I remember well the girls we whispered about in the bathrooms and the boys whose high pitched voices we didn't believe when they shouted "I am NOT gay!" to the 7th grade taunters who sat behind them in class. As long as I stayed on the side of the predators and not the victims, I felt safe. Sometimes all it took was a quick smile at a joke or silence when people were being treated like trash right in front of my eyes. Other times it meant huddling in tight and listening while the obviously-heterosexual-girl-who-had-a-boyfriend dished about her softball teammates. 

I often stood up for people being made fun of and tried my best to keep company with those who didn't thrive off of gossip and tearing others down. But there was something that silenced me when it came to people being mistreated because some 13 year old somewhere thought they might be attracted to their own gender -- I was a Christian and people knew it. In my mind and most of the minds I was surrounded by, Christians were known to be against homosexuality. If anyone were to stand up for them, let it be others who were gay or at least people who didn't consider the Bible their "rule book for life." Being disgusted by homosexuality, and thus homosexuals, seemed to be a requirement of Christianity. 

That was then, but this is now. I have seen a few changes for the better since then, but I'd still say we have a freaking ugly reputation among homosexuals and I believe the blame lands on us for that. I blame myself and I blame the rest of us who have either silently looked on as the stones are thrown or have been the ones hurling them at that scary, sinful person whom we don't understand--the person whose sin is easier to point out than the ones that are secretly rotting our own hearts. 
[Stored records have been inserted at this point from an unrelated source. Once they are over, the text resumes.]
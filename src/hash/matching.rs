// Greedy LZ77 match finder over a sliding input buffer.
//
// The buffer holds up to one window of history behind the current position
// plus the lookahead not yet tokenized.  Positions handed to the hash
// chains are absolute stream offsets; `base` is the absolute offset of
// `buf[0]`.
//
// Per position:
//   1. Hash the next 3 bytes and walk the chain most-recent-first, at most
//      `max_chain` candidates, keeping the longest match (ties keep the
//      nearer one).
//   2. Emit a Match if the best is at least MIN_MATCH bytes, else a Literal.
//   3. Insert the covered positions into the chains (all of them for
//      matches up to `max_insert`, otherwise just the first).

use super::config::{MAX_MATCH, MIN_LOOKAHEAD, MIN_MATCH, MatcherConfig};
use super::table::{HashChain, hash3};
use crate::block::token::Token;

/// Length of the common prefix of `a` and `b`, capped at `max`.
#[inline]
fn common_prefix(a: &[u8], b: &[u8], max: usize) -> usize {
    a.iter()
        .zip(b)
        .take(max)
        .take_while(|(x, y)| x == y)
        .count()
}

// ---------------------------------------------------------------------------
// Match finder
// ---------------------------------------------------------------------------

/// Sliding-window match finder.
///
/// Feed bytes with `accept()`, then pull tokens with `next_token()` while
/// `has_token()` says enough lookahead is buffered.
#[derive(Debug)]
pub struct MatchFinder {
    config: MatcherConfig,
    window_size: usize,
    chain: HashChain,
    buf: Vec<u8>,
    /// Absolute stream offset of `buf[0]`.
    base: u64,
    /// Next position of `buf` to tokenize.
    pos: usize,
}

impl MatchFinder {
    /// `window_size` must be a power of two.
    pub fn new(config: MatcherConfig, window_size: usize) -> Self {
        Self {
            config,
            window_size,
            chain: HashChain::new(window_size),
            buf: Vec::with_capacity(Self::buffer_capacity(window_size)),
            base: 0,
            pos: 0,
        }
    }

    /// History plus room for one more window of input and a full lookahead.
    fn buffer_capacity(window_size: usize) -> usize {
        2 * window_size + MIN_LOOKAHEAD
    }

    /// Copy as much of `data` into the buffer as fits, sliding out history
    /// older than one window first if needed.  Returns bytes taken.
    pub fn accept(&mut self, data: &[u8]) -> usize {
        let cap = Self::buffer_capacity(self.window_size);
        if self.buf.len() + data.len() > cap && self.pos > self.window_size {
            let drop = self.pos - self.window_size;
            self.buf.drain(..drop);
            self.base += drop as u64;
            self.pos -= drop;
        }
        let take = (cap - self.buf.len()).min(data.len());
        self.buf.extend_from_slice(&data[..take]);
        take
    }

    /// Bytes buffered but not yet tokenized.
    #[inline]
    pub fn lookahead(&self) -> usize {
        self.buf.len() - self.pos
    }

    /// Whether `next_token()` may run.  Outside of `finishing`, a full
    /// MIN_LOOKAHEAD is required so matches are never truncated by a chunk
    /// boundary.
    #[inline]
    pub fn has_token(&self, finishing: bool) -> bool {
        if finishing {
            self.lookahead() > 0
        } else {
            self.lookahead() >= MIN_LOOKAHEAD
        }
    }

    /// Produce the token at the current position together with the raw
    /// bytes it covers.
    pub fn next_token(&mut self) -> Option<(Token, &[u8])> {
        let avail = self.lookahead();
        if avail == 0 {
            return None;
        }
        let start = self.pos;

        let token = if self.config.is_store() || avail < MIN_MATCH {
            Token::Literal(self.buf[start])
        } else {
            let (len, dist) = self.longest_match(avail.min(MAX_MATCH));
            if len >= MIN_MATCH {
                self.insert_covered(start, len);
                Token::Match {
                    length: len as u16,
                    distance: dist as u16,
                }
            } else {
                Token::Literal(self.buf[start])
            }
        };

        let covered = token.covered_len();
        self.pos += covered;
        Some((token, &self.buf[start..start + covered]))
    }

    /// Search the chain for the current position and insert it.
    /// Returns `(length, distance)`; length is 0 when nothing matched.
    fn longest_match(&mut self, max_len: usize) -> (usize, usize) {
        let pos = self.pos;
        let abs = self.base + pos as u64;
        let bucket = hash3(&self.buf[pos..]);

        let mut best_len = MIN_MATCH - 1;
        let mut best_dist = 0usize;
        let mut chain_left = self.config.max_chain;
        let mut cand = self
            .chain
            .lookup(bucket)
            .filter(|&c| self.chain.in_window(c, abs));

        while let Some(c) = cand {
            if chain_left == 0 || c < self.base {
                break;
            }
            chain_left -= 1;
            let ci = (c - self.base) as usize;

            // Cheap reject: a longer match must agree at best_len.
            if self.buf[ci + best_len] == self.buf[pos + best_len] {
                let len = common_prefix(&self.buf[ci..], &self.buf[pos..], max_len);
                if len > best_len {
                    best_len = len;
                    best_dist = pos - ci;
                    if len >= self.config.nice_length || len == max_len {
                        break;
                    }
                }
            }
            cand = self.chain.chain_prev(c, abs);
        }

        self.chain.insert(bucket, abs);
        if best_len >= MIN_MATCH {
            (best_len, best_dist)
        } else {
            (0, 0)
        }
    }

    /// Insert positions inside a match that starts at `start`.
    fn insert_covered(&mut self, start: usize, len: usize) {
        if len > self.config.max_insert {
            return;
        }
        for p in start + 1..start + len {
            if p + MIN_MATCH > self.buf.len() {
                break;
            }
            self.chain.insert(hash3(&self.buf[p..]), self.base + p as u64);
        }
    }

    /// Absolute offset of the next byte to tokenize.
    pub fn position(&self) -> u64 {
        self.base + self.pos as u64
    }

    pub fn config(&self) -> &MatcherConfig {
        &self.config
    }

    /// Bytes held by the buffer and the hash chains.
    pub fn footprint(&self) -> usize {
        self.buf.capacity() + self.chain.footprint()
    }

    /// Return to the freshly constructed state, keeping allocations.
    pub fn reset(&mut self) {
        self.chain.reset();
        self.buf.clear();
        self.base = 0;
        self.pos = 0;
    }
}

// ---------------------------------------------------------------------------
// Tests
// ---------------------------------------------------------------------------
Even for those of us who try earnestly to ascribe to the "Love the sinner, hate the sin" adage -- I would say it is not really working for us. Sin is disgusting and ugly and messy and it deserves our hatred, but I have plenty of sin in myself to hate before I start making it my duty to hate your specific sins. And I like the way Micah J. Murray reminds us that Jesus' business card didn't read : "Jesus Christ. Hater of sin, lover of sinners." 

"They say Jesus was a friend of sinners, but he didn't describe himself that way. His motto wasn't "eating and drinking with prostitutes and tax collectors." Those were the labels used by the religious community, by the disapproving onlookers. What's amazing about Jesus is that when he hung out with sinners, he didn't act like they were sinners. They weren't a "project," a "mission field." They were his friends. People with names. Defined as beloved children of the Creator, not defined by their sins. Icons of God's image. His brothers and sisters."
--Micah J. Murray 

As I said before, being on a similar page with Musseveni is unfortunately not a distant memory for me--it is a much more recent recollection than I like to admit. But thankfully there is grace for that, too. There is grace for my Kenyan friends who think Musseveni is a hero and there is grace for Musseveni himself.  For those of you who think homosexuality is "disgusting" (though you most likely have learned better than to say it with those words if you live in the US), there is grace for you. I know because I was there a few years ago and there was and is grace for me. 

The more I get to know Jesus and see the way He lived, the more I want to busy myself with loving people--all people. The ones, like me, who have debilitatingly prideful hearts that are fairly easy to hide and the ones whose sin is on display and on whom we can easily place the one-size-fits-all bumper sticker of "I love you, but I hate your sin." Does that really work for anyone? It never worked for me. 

A few years back, I finally grew tired of making it my job to hate someone else's sin, especially my friends. So I simply asked Jesus to give me his heart for other people, all types of people who struggle with all different types of things. He did it. He still does it, and I am forever grateful. 

So yes, I am absolutely heartbroken about how people are being treated. I have cried tears over the new legislation in Uganda and have felt genuine anger about the ways I believe we are getting it so, so wrong. But I believe it is God's grace that I can still remember when I was on the other side of that line drawn in the sand. I am still somewhat new to feeling overcome with grief that these precious brothers and sisters are being persecuted by us--the ones who are absolutely, undeniably called to love them. 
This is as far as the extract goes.